Wie man Deckenheizungen in feuchten Räumen am Laufen hält
Wenn Sie schon einmal eine Heizung in einer Geschäftsküche oder in einem Spa installiert haben, kennen Sie die Probleme. Es ist ein ständiger Kampf gegen Dampf und Schmutz. In solchen Bereichen hinterlässt Feuchtigkeit nicht nur Rostspuren – sie zerstört außerdem die Heizelemente vollständig.
Der Kampf gegen Nebel und Spritzer
Bei eingebauten Heizungen entsteht im Prinzip eine kleine „Kammer“, in der Hitze und Feuchtigkeit aufeinandertreffen. Wenn das Gehäuse nicht richtig abgedichtet ist, setzt sich Dampf direkt auf den Quarzrohr auf. Dadurch entstehen „Kaltstellen“ auf dem Glas. Dadurch dehnt sich das Glas ungleichmäßig aus – und schon nach kurzer Zeit brennt das Rohr aus. Das ist frustrierend und teuer.
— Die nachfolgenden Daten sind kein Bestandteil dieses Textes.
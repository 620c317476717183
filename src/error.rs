//! Centralized error handling for the file gateway
//!
//! This module provides a unified error type that covers every failure the
//! gateway can surface: picker cancellation, permission denial, file I/O,
//! and configuration loading.
//!
//! Errors are propagated exactly as the platform reported them. The
//! [`FailureKind`] taxonomy only classifies an error, it never rewrites it.

use log::warn;
use std::fmt;
use std::io;
use std::path::PathBuf;

// ─────────────────────────────────────────────────────────────────────────────
// Custom Result Type Alias
// ─────────────────────────────────────────────────────────────────────────────

/// A specialized `Result` type for gateway operations.
pub type Result<T> = std::result::Result<T, Error>;

/// The centralized error type for the gateway.
#[derive(Debug)]
pub enum Error {
    // ─────────────────────────────────────────────────────────────────────────
    // Picker Errors
    // ─────────────────────────────────────────────────────────────────────────
    /// The picker dialog closed without a selection
    Cancelled,

    /// The platform refused access to the file or the picker
    PermissionDenied { message: String },

    /// The selected name is not accepted by any of the picker's filters
    FilterMismatch { name: String, filter: String },

    // ─────────────────────────────────────────────────────────────────────────
    // File I/O Errors
    // ─────────────────────────────────────────────────────────────────────────
    /// Generic I/O error wrapper
    Io(io::Error),

    /// Failed to read file contents
    FileRead { path: PathBuf, source: io::Error },

    /// Failed to open, write or commit a writable stream
    FileWrite { path: PathBuf, source: io::Error },

    /// A platform exception that does not map onto a known kind
    Platform { name: String, message: String },

    // ─────────────────────────────────────────────────────────────────────────
    // Configuration Errors
    // ─────────────────────────────────────────────────────────────────────────
    /// Failed to load configuration file
    ConfigLoad {
        path: PathBuf,
        source: Box<dyn std::error::Error + Send + Sync>,
    },

    /// Failed to parse configuration (invalid JSON/format)
    ConfigParse {
        message: String,
        source: Option<Box<dyn std::error::Error + Send + Sync>>,
    },
}

/// Coarse classification of a failed operation.
#[derive(Debug, Clone, Copy, PartialEq, Eq)]
pub enum FailureKind {
    /// The user dismissed the picker.
    Cancelled,
    /// The platform denied access.
    PermissionDenied,
    /// A read or write stream failed.
    Io,
    /// Configuration or filter problems.
    Other,
}

impl Error {
    /// Classify this error without altering it.
    pub fn kind(&self) -> FailureKind {
        match self {
            Error::Cancelled => FailureKind::Cancelled,
            Error::PermissionDenied { .. } => FailureKind::PermissionDenied,
            Error::Io(err)
            | Error::FileRead { source: err, .. }
            | Error::FileWrite { source: err, .. } => {
                if err.kind() == io::ErrorKind::PermissionDenied {
                    FailureKind::PermissionDenied
                } else {
                    FailureKind::Io
                }
            }
            Error::Platform { .. } => FailureKind::Io,
            Error::FilterMismatch { .. } | Error::ConfigLoad { .. } | Error::ConfigParse { .. } => {
                FailureKind::Other
            }
        }
    }

    /// Map a browser `DOMException` onto the error taxonomy.
    ///
    /// `AbortError` is what the pickers reject with when the user closes
    /// the dialog.
    pub fn from_dom_exception(name: &str, message: &str) -> Self {
        match name {
            "AbortError" => Error::Cancelled,
            "NotAllowedError" | "SecurityError" => Error::PermissionDenied {
                message: message.to_string(),
            },
            _ => Error::Platform {
                name: name.to_string(),
                message: message.to_string(),
            },
        }
    }

    /// Returns `true` if the user dismissed a picker.
    pub fn is_cancelled(&self) -> bool {
        self.kind() == FailureKind::Cancelled
    }
}

// Implement From traits for convenient error conversion
impl From<io::Error> for Error {
    fn from(err: io::Error) -> Self {
        Error::Io(err)
    }
}

impl From<serde_json::Error> for Error {
    fn from(err: serde_json::Error) -> Self {
        Error::ConfigParse {
            message: err.to_string(),
            source: Some(Box::new(err)),
        }
    }
}

// ─────────────────────────────────────────────────────────────────────────────
// Display trait implementation for user-friendly error messages
// ─────────────────────────────────────────────────────────────────────────────
impl fmt::Display for Error {
    fn fmt(&self, f: &mut fmt::Formatter<'_>) -> fmt::Result {
        match self {
            // Picker Errors
            Error::Cancelled => write!(f, "File dialog was cancelled"),
            Error::PermissionDenied { message } => write!(f, "Permission denied: {}", message),
            Error::FilterMismatch { name, filter } => {
                write!(f, "'{}' is not accepted by the {} filter", name, filter)
            }

            // File I/O Errors
            Error::Io(err) => write!(f, "I/O error: {}", err),
            Error::FileRead { path, source } => {
                write!(f, "Failed to read '{}': {}", path.display(), source)
            }
            Error::FileWrite { path, source } => {
                write!(f, "Failed to write '{}': {}", path.display(), source)
            }
            Error::Platform { name, message } => write!(f, "{}: {}", name, message),

            // Configuration Errors
            Error::ConfigLoad { path, source } => {
                write!(
                    f,
                    "Failed to load configuration from '{}': {}",
                    path.display(),
                    source
                )
            }
            Error::ConfigParse { message, .. } => {
                write!(f, "Invalid configuration format: {}", message)
            }
        }
    }
}

// ─────────────────────────────────────────────────────────────────────────────
// std::error::Error trait implementation for error chaining
// ─────────────────────────────────────────────────────────────────────────────
impl std::error::Error for Error {
    fn source(&self) -> Option<&(dyn std::error::Error + 'static)> {
        match self {
            Error::Io(err) => Some(err),
            Error::FileRead { source, .. } => Some(source),
            Error::FileWrite { source, .. } => Some(source),
            Error::ConfigLoad { source, .. } => Some(source.as_ref()),
            Error::ConfigParse { source, .. } => source
                .as_ref()
                .map(|s| s.as_ref() as &(dyn std::error::Error + 'static)),
            Error::Cancelled
            | Error::PermissionDenied { .. }
            | Error::FilterMismatch { .. }
            | Error::Platform { .. } => None,
        }
    }
}

// ─────────────────────────────────────────────────────────────────────────────
// Graceful Degradation Helpers
// ─────────────────────────────────────────────────────────────────────────────

/// Extension trait for Result to support graceful degradation.
pub trait ResultExt<T> {
    /// If the result is an error, log it at warning level and return the provided default.
    fn unwrap_or_warn_default(self, default: T, context: &str) -> T;
}

impl<T> ResultExt<T> for Result<T> {
    fn unwrap_or_warn_default(self, default: T, context: &str) -> T {
        match self {
            Ok(value) => value,
            Err(err) => {
                warn!("{}: {}. Using default.", context, err);
                default
            }
        }
    }
}

// ─────────────────────────────────────────────────────────────────────────────
// Tests
// ─────────────────────────────────────────────────────────────────────────────

#[cfg(test)]
mod tests {
    use super::*;

    #[test]
    fn test_io_error_creation() {
        let io_err = io::Error::new(io::ErrorKind::NotFound, "test error");
        let err = Error::from(io_err);
        assert!(matches!(err, Error::Io(_)));
        assert_eq!(err.kind(), FailureKind::Io);
    }

    #[test]
    fn test_cancelled_kind() {
        let err = Error::Cancelled;
        assert!(err.is_cancelled());
        assert_eq!(format!("{}", err), "File dialog was cancelled");
    }

    #[test]
    fn test_write_permission_error_classified_without_rewriting() {
        let path = PathBuf::from("/locked/notes.ron");
        let err = Error::FileWrite {
            path: path.clone(),
            source: io::Error::new(io::ErrorKind::PermissionDenied, "read-only"),
        };
        assert_eq!(err.kind(), FailureKind::PermissionDenied);
        assert!(matches!(err, Error::FileWrite { path: p, .. } if p == path));
    }

    #[test]
    fn test_platform_error_is_io_kind() {
        let err = Error::Platform {
            name: "NotReadableError".to_string(),
            message: "file changed".to_string(),
        };
        assert_eq!(err.kind(), FailureKind::Io);
        assert_eq!(format!("{}", err), "NotReadableError: file changed");
    }

    #[test]
    fn test_dom_exception_mapping() {
        assert!(Error::from_dom_exception("AbortError", "The user aborted a request.").is_cancelled());
        assert_eq!(
            Error::from_dom_exception("NotAllowedError", "denied").kind(),
            FailureKind::PermissionDenied
        );
        assert_eq!(
            Error::from_dom_exception("SecurityError", "cross-origin").kind(),
            FailureKind::PermissionDenied
        );
        assert!(matches!(
            Error::from_dom_exception("NotReadableError", "gone"),
            Error::Platform { name, .. } if name == "NotReadableError"
        ));
    }

    #[test]
    fn test_filter_mismatch_display() {
        let err = Error::FilterMismatch {
            name: "notes.txt".to_string(),
            filter: "Rusty Object Notation".to_string(),
        };
        let msg = format!("{}", err);
        assert!(msg.contains("notes.txt"));
        assert!(msg.contains("Rusty Object Notation"));
        assert_eq!(err.kind(), FailureKind::Other);
    }

    #[test]
    fn test_serde_json_error_conversion() {
        let json_result: std::result::Result<String, _> = serde_json::from_str("invalid json");
        let err = Error::from(json_result.unwrap_err());
        assert!(matches!(err, Error::ConfigParse { .. }));
    }

    #[test]
    fn test_error_source_io() {
        use std::error::Error as StdError;
        let err = Error::FileRead {
            path: PathBuf::from("a.ron"),
            source: io::Error::new(io::ErrorKind::NotFound, "not found"),
        };
        assert!(err.source().is_some());
    }

    #[test]
    fn test_error_source_none_for_simple_variants() {
        use std::error::Error as StdError;
        assert!(Error::Cancelled.source().is_none());
        let err = Error::PermissionDenied {
            message: "denied".to_string(),
        };
        assert!(err.source().is_none());
    }

    #[test]
    fn test_unwrap_or_warn_default_ok() {
        let result: Result<i32> = Ok(42);
        assert_eq!(result.unwrap_or_warn_default(0, "test context"), 42);
    }

    #[test]
    fn test_unwrap_or_warn_default_err() {
        let result: Result<i32> = Err(Error::Cancelled);
        assert_eq!(result.unwrap_or_warn_default(0, "test context"), 0);
    }
}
Um das zu verhindern, verwenden wir eine dichte Dichtung zwischen Heizung und Decke. Zudem haben wir einen Schutz vor Spritzwasser hinzugefügt. Es klingt einfach, aber es ist sehr wichtig. So werden direkte Wassertropfen davon abgehalten, die heiße Lampe zu treffen – sonst würde das Glas sofort zerbrechen.
Materialien, die wirklich langlebig sind
Wir haben hochwertige Aluminiumreflektoren verwendet, um die Wärme nach unten zu leiten. Warum? Weil dieses Material die Korrosion viel besser erträgt als die billigen Legierungen, die man überall findet. Zudem haben wir die Enden der Heizelemente abgedichtet, damit Feuchtigkeit nicht in die Fasern eindringen kann.
Das Ergebnis ist eine Heizung, die wirklich langlebig ist – schließlich bleiben die Innenteile trocken.
Ein wichtiger Hinweis: Da es sich um eingebaute Heizungen handelt, ist der Luftstrom eingeschränkt. Stellen Sie sicher, dass im Deckenausbau genug Platz vorhanden ist. Wenn es zu eng ist, kann das Gehäuse überhitzen und der thermische Schutzschalter tritt in Aktion.
Installation und Betrieb
Wir haben diese Heizungen so konzipiert, dass sie einfach als Ersatz für standardmäßige Deckenbeleuchtungen verwendet werden können. Keine Probleme also.
Außerdem haben wir verstärkte Kabel verwendet. Sie können die erforderliche Leistung liefern, ohne dass das Kabel so heiß wird, dass die Isolierung geschädigt wird. Zudem haben wir die Elektronik weit weg von der Heizzone platziert. So kann die Feuchtigkeit die Lötstellen nicht beschädigen.
Feuchte Umgebungen sind extrem belastend für Geräte – doch eine gut abgedichtete Konstruktion sorgt dafür, dass alles weiterhin ordnungsgemäß funktioniert.